RECORDS TO USE:
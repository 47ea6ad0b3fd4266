//! Configuration loading and root folder resolution
//!
//! Two sources feed a running service:
//! 1. **TOML bootstrap file**: listen address, admin token, logging and
//!    aggregation parameters. Read once at startup.
//! 2. **Root folder**: holds `cleancity.db` and the `uploads/` directory.
//!
//! Root folder priority order:
//! 1. Command-line argument (highest priority)
//! 2. `CLEANCITY_ROOT_FOLDER` environment variable
//! 3. `root_folder` in the TOML config file
//! 4. OS-dependent compiled default (fallback)
//!
//! A missing config file is never fatal: defaults are used and a warning logged.

use crate::{Error, Result};
use serde::Deserialize;
use std::path::{Path, PathBuf};
use tracing::{info, warn};

/// Environment variable overriding the root folder
pub const ROOT_FOLDER_ENV: &str = "CLEANCITY_ROOT_FOLDER";

/// Database file name inside the root folder
pub const DATABASE_FILE: &str = "cleancity.db";

/// Upload directory name inside the root folder
pub const UPLOADS_DIR: &str = "uploads";

/// Largest supported hotspot grid precision (decimal places)
pub const MAX_HOTSPOT_PRECISION: u32 = 6;

/// Bootstrap configuration loaded from TOML file
#[derive(Debug, Clone, Deserialize)]
pub struct TomlConfig {
    /// Root folder (database + uploads)
    #[serde(default)]
    pub root_folder: Option<PathBuf>,

    /// HTTP bind host
    #[serde(default = "default_host")]
    pub host: String,

    /// HTTP server port
    #[serde(default = "default_port")]
    pub port: u16,

    /// Token required on admin routes; `None` disables admin auth
    #[serde(default)]
    pub admin_token: Option<String>,

    #[serde(default)]
    pub logging: LoggingConfig,

    #[serde(default)]
    pub aggregation: AggregationConfig,

    #[serde(default)]
    pub classifier: ClassifierConfig,
}

/// Logging configuration
#[derive(Debug, Clone, Deserialize)]
pub struct LoggingConfig {
    /// Log level (trace, debug, info, warn, error)
    #[serde(default = "default_log_level")]
    pub level: String,
}

/// Query limits and hotspot grid precision
#[derive(Debug, Clone, Deserialize)]
pub struct AggregationConfig {
    /// Leaderboard size when the caller does not ask for one
    #[serde(default = "default_leaderboard_limit")]
    pub leaderboard_limit: usize,

    /// Hotspot bin count when the caller does not ask for one
    #[serde(default = "default_hotspot_limit")]
    pub hotspot_limit: usize,

    /// Decimal places coordinates are rounded to (3 ≈ 100m at the equator)
    #[serde(default = "default_hotspot_precision")]
    pub hotspot_precision: u32,

    /// Recent approved records returned when no limit is given
    #[serde(default = "default_recent_limit")]
    pub recent_limit: usize,

    /// Hard cap on any caller-supplied limit
    #[serde(default = "default_max_query_limit")]
    pub max_query_limit: usize,
}

/// Built-in classifier model configuration
#[derive(Debug, Clone, Deserialize)]
pub struct ClassifierConfig {
    /// Load the model at startup; when false the gateway stays "not ready"
    #[serde(default = "default_true")]
    pub enabled: bool,

    /// Category labels in model output order
    #[serde(default = "default_categories")]
    pub categories: Vec<String>,
}

fn default_host() -> String {
    "127.0.0.1".to_string()
}

fn default_port() -> u16 {
    5780
}

fn default_log_level() -> String {
    "info".to_string()
}

fn default_leaderboard_limit() -> usize {
    20
}

fn default_hotspot_limit() -> usize {
    50
}

fn default_hotspot_precision() -> u32 {
    3
}

fn default_recent_limit() -> usize {
    100
}

fn default_max_query_limit() -> usize {
    1000
}

fn default_true() -> bool {
    true
}

fn default_categories() -> Vec<String> {
    ["Plastic", "Paper", "Metal", "Organic"]
        .iter()
        .map(|s| s.to_string())
        .collect()
}

impl Default for TomlConfig {
    fn default() -> Self {
        Self {
            root_folder: None,
            host: default_host(),
            port: default_port(),
            admin_token: None,
            logging: LoggingConfig::default(),
            aggregation: AggregationConfig::default(),
            classifier: ClassifierConfig::default(),
        }
    }
}

impl Default for LoggingConfig {
    fn default() -> Self {
        Self {
            level: default_log_level(),
        }
    }
}

impl Default for AggregationConfig {
    fn default() -> Self {
        Self {
            leaderboard_limit: default_leaderboard_limit(),
            hotspot_limit: default_hotspot_limit(),
            hotspot_precision: default_hotspot_precision(),
            recent_limit: default_recent_limit(),
            max_query_limit: default_max_query_limit(),
        }
    }
}

impl Default for ClassifierConfig {
    fn default() -> Self {
        Self {
            enabled: true,
            categories: default_categories(),
        }
    }
}

impl TomlConfig {
    /// Parse configuration from TOML text and validate it
    pub fn from_toml_str(content: &str) -> Result<Self> {
        let config: TomlConfig = toml::from_str(content)
            .map_err(|e| Error::Config(format!("Invalid TOML: {}", e)))?;
        config.validate()?;
        Ok(config)
    }

    /// Reject values the services cannot run with
    pub fn validate(&self) -> Result<()> {
        let agg = &self.aggregation;
        if agg.hotspot_precision > MAX_HOTSPOT_PRECISION {
            return Err(Error::Config(format!(
                "aggregation.hotspot_precision must be 0..={}, got {}",
                MAX_HOTSPOT_PRECISION, agg.hotspot_precision
            )));
        }
        for (name, value) in [
            ("leaderboard_limit", agg.leaderboard_limit),
            ("hotspot_limit", agg.hotspot_limit),
            ("recent_limit", agg.recent_limit),
            ("max_query_limit", agg.max_query_limit),
        ] {
            if value == 0 {
                return Err(Error::Config(format!("aggregation.{} must be >= 1", name)));
            }
        }
        if self.classifier.enabled && self.classifier.categories.is_empty() {
            return Err(Error::Config(
                "classifier.categories must not be empty when the classifier is enabled".to_string(),
            ));
        }
        if matches!(self.admin_token.as_deref(), Some(t) if t.trim().is_empty()) {
            return Err(Error::Config("admin_token must not be blank".to_string()));
        }
        Ok(())
    }
}

/// Load configuration from an explicit path, or the platform default path
///
/// An explicit path that cannot be read is an error. A missing default file
/// falls back to built-in defaults.
pub fn load_toml_config(explicit: Option<&Path>) -> Result<TomlConfig> {
    if let Some(path) = explicit {
        let content = std::fs::read_to_string(path)
            .map_err(|e| Error::Config(format!("Cannot read {}: {}", path.display(), e)))?;
        info!("Loaded config file: {}", path.display());
        return TomlConfig::from_toml_str(&content);
    }

    match default_config_path() {
        Some(path) if path.exists() => {
            let content = std::fs::read_to_string(&path)?;
            info!("Loaded config file: {}", path.display());
            TomlConfig::from_toml_str(&content)
        }
        _ => {
            warn!("No config file found, using built-in defaults");
            Ok(TomlConfig::default())
        }
    }
}

/// `~/.config/cleancity/config.toml` (platform equivalent elsewhere)
pub fn default_config_path() -> Option<PathBuf> {
    dirs::config_dir().map(|d| d.join("cleancity").join("config.toml"))
}

/// OS-dependent default root folder path
pub fn default_root_folder() -> PathBuf {
    if cfg!(target_os = "linux") {
        dirs::data_local_dir()
            .map(|d| d.join("cleancity"))
            .unwrap_or_else(|| PathBuf::from("/var/lib/cleancity"))
    } else if cfg!(target_os = "macos") {
        dirs::data_dir()
            .map(|d| d.join("cleancity"))
            .unwrap_or_else(|| PathBuf::from("/Library/Application Support/cleancity"))
    } else if cfg!(target_os = "windows") {
        dirs::data_local_dir()
            .map(|d| d.join("cleancity"))
            .unwrap_or_else(|| PathBuf::from("C:\\ProgramData\\cleancity"))
    } else {
        PathBuf::from("./cleancity_data")
    }
}

/// Resolves the root folder from CLI, environment, config and defaults
#[derive(Debug, Clone, Default)]
pub struct RootFolderResolver {
    cli_arg: Option<PathBuf>,
    config_value: Option<PathBuf>,
}

impl RootFolderResolver {
    pub fn new() -> Self {
        Self::default()
    }

    pub fn with_cli_arg(mut self, path: Option<PathBuf>) -> Self {
        self.cli_arg = path;
        self
    }

    pub fn with_config(mut self, config: &TomlConfig) -> Self {
        self.config_value = config.root_folder.clone();
        self
    }

    /// Resolve following the priority order in the module docs
    pub fn resolve(&self) -> PathBuf {
        if let Some(path) = &self.cli_arg {
            return path.clone();
        }

        if let Ok(path) = std::env::var(ROOT_FOLDER_ENV) {
            if !path.trim().is_empty() {
                return PathBuf::from(path);
            }
        }

        if let Some(path) = &self.config_value {
            return path.clone();
        }

        default_root_folder()
    }
}

/// Creates the root folder layout on first run
#[derive(Debug, Clone)]
pub struct RootFolderInitializer {
    root_folder: PathBuf,
}

impl RootFolderInitializer {
    pub fn new(root_folder: PathBuf) -> Self {
        Self { root_folder }
    }

    /// Create the root and upload directories if missing
    pub fn ensure_directory_exists(&self) -> Result<()> {
        if !self.root_folder.exists() {
            info!("Creating root folder: {}", self.root_folder.display());
        }
        std::fs::create_dir_all(self.uploads_path())?;
        Ok(())
    }

    pub fn root_folder(&self) -> &Path {
        &self.root_folder
    }

    pub fn database_path(&self) -> PathBuf {
        self.root_folder.join(DATABASE_FILE)
    }

    pub fn uploads_path(&self) -> PathBuf {
        self.root_folder.join(UPLOADS_DIR)
    }
}

#[cfg(test)]
mod tests {
    use super::*;

    #[test]
    fn test_empty_toml_uses_defaults() {
        let config = TomlConfig::from_toml_str("").unwrap();
        assert_eq!(config.port, 5780);
        assert_eq!(config.host, "127.0.0.1");
        assert!(config.admin_token.is_none());
        assert_eq!(config.aggregation.leaderboard_limit, 20);
        assert_eq!(config.aggregation.hotspot_limit, 50);
        assert_eq!(config.aggregation.hotspot_precision, 3);
        assert_eq!(config.classifier.categories.len(), 4);
    }

    #[test]
    fn test_partial_sections() {
        let config = TomlConfig::from_toml_str(
            r#"
            port = 6000
            admin_token = "s3cret"

            [aggregation]
            hotspot_precision = 2
            "#,
        )
        .unwrap();
        assert_eq!(config.port, 6000);
        assert_eq!(config.admin_token.as_deref(), Some("s3cret"));
        assert_eq!(config.aggregation.hotspot_precision, 2);
        assert_eq!(config.aggregation.hotspot_limit, 50);
        assert_eq!(config.logging.level, "info");
    }

    #[test]
    fn test_precision_out_of_range_rejected() {
        let err = TomlConfig::from_toml_str("[aggregation]\nhotspot_precision = 9\n").unwrap_err();
        assert!(matches!(err, Error::Config(_)));
    }

    #[test]
    fn test_zero_limit_rejected() {
        let err = TomlConfig::from_toml_str("[aggregation]\nleaderboard_limit = 0\n").unwrap_err();
        assert!(err.to_string().contains("leaderboard_limit"));
    }

    #[test]
    fn test_blank_admin_token_rejected() {
        assert!(TomlConfig::from_toml_str("admin_token = \"  \"\n").is_err());
    }

    #[test]
    fn test_initializer_paths() {
        let init = RootFolderInitializer::new(PathBuf::from("/srv/cc"));
        assert_eq!(init.database_path(), PathBuf::from("/srv/cc/cleancity.db"));
        assert_eq!(init.uploads_path(), PathBuf::from("/srv/cc/uploads"));
    }
}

PROBLEM TO SOLVE: Go back to the listing above. Copy word for word the lines from the one with "Ok(TomlConfig::default())" through the one with "pub struct RootFolderInitializer", and nothing more.

ANSWER FOR THIS EXERCISE:
            Ok(TomlConfig::default())
        }
    }
}

/// `~/.config/cleancity/config.toml` (platform equivalent elsewhere)
pub fn default_config_path() -> Option<PathBuf> {
    dirs::config_dir().map(|d| d.join("cleancity").join("config.toml"))
}

/// OS-dependent default root folder path
pub fn default_root_folder() -> PathBuf {
    if cfg!(target_os = "linux") {
        dirs::data_local_dir()
            .map(|d| d.join("cleancity"))
            .unwrap_or_else(|| PathBuf::from("/var/lib/cleancity"))
    } else if cfg!(target_os = "macos") {
        dirs::data_dir()
            .map(|d| d.join("cleancity"))
            .unwrap_or_else(|| PathBuf::from("/Library/Application Support/cleancity"))
    } else if cfg!(target_os = "windows") {
        dirs::data_local_dir()
            .map(|d| d.join("cleancity"))
            .unwrap_or_else(|| PathBuf::from("C:\\ProgramData\\cleancity"))
    } else {
        PathBuf::from("./cleancity_data")
    }
}

/// Resolves the root folder from CLI, environment, config and defaults
#[derive(Debug, Clone, Default)]
pub struct RootFolderResolver {
    cli_arg: Option<PathBuf>,
    config_value: Option<PathBuf>,
}

impl RootFolderResolver {
    pub fn new() -> Self {
        Self::default()
    }

    pub fn with_cli_arg(mut self, path: Option<PathBuf>) -> Self {
        self.cli_arg = path;
        self
    }

    pub fn with_config(mut self, config: &TomlConfig) -> Self {
        self.config_value = config.root_folder.clone();
        self
    }

    /// Resolve following the priority order in the module docs
    pub fn resolve(&self) -> PathBuf {
        if let Some(path) = &self.cli_arg {
            return path.clone();
        }

        if let Ok(path) = std::env::var(ROOT_FOLDER_ENV) {
            if !path.trim().is_empty() {
                return PathBuf::from(path);
            }
        }

        if let Some(path) = &self.config_value {
            return path.clone();
        }

        default_root_folder()
    }
}

/// Creates the root folder layout on first run
#[derive(Debug, Clone)]
pub struct RootFolderInitializer {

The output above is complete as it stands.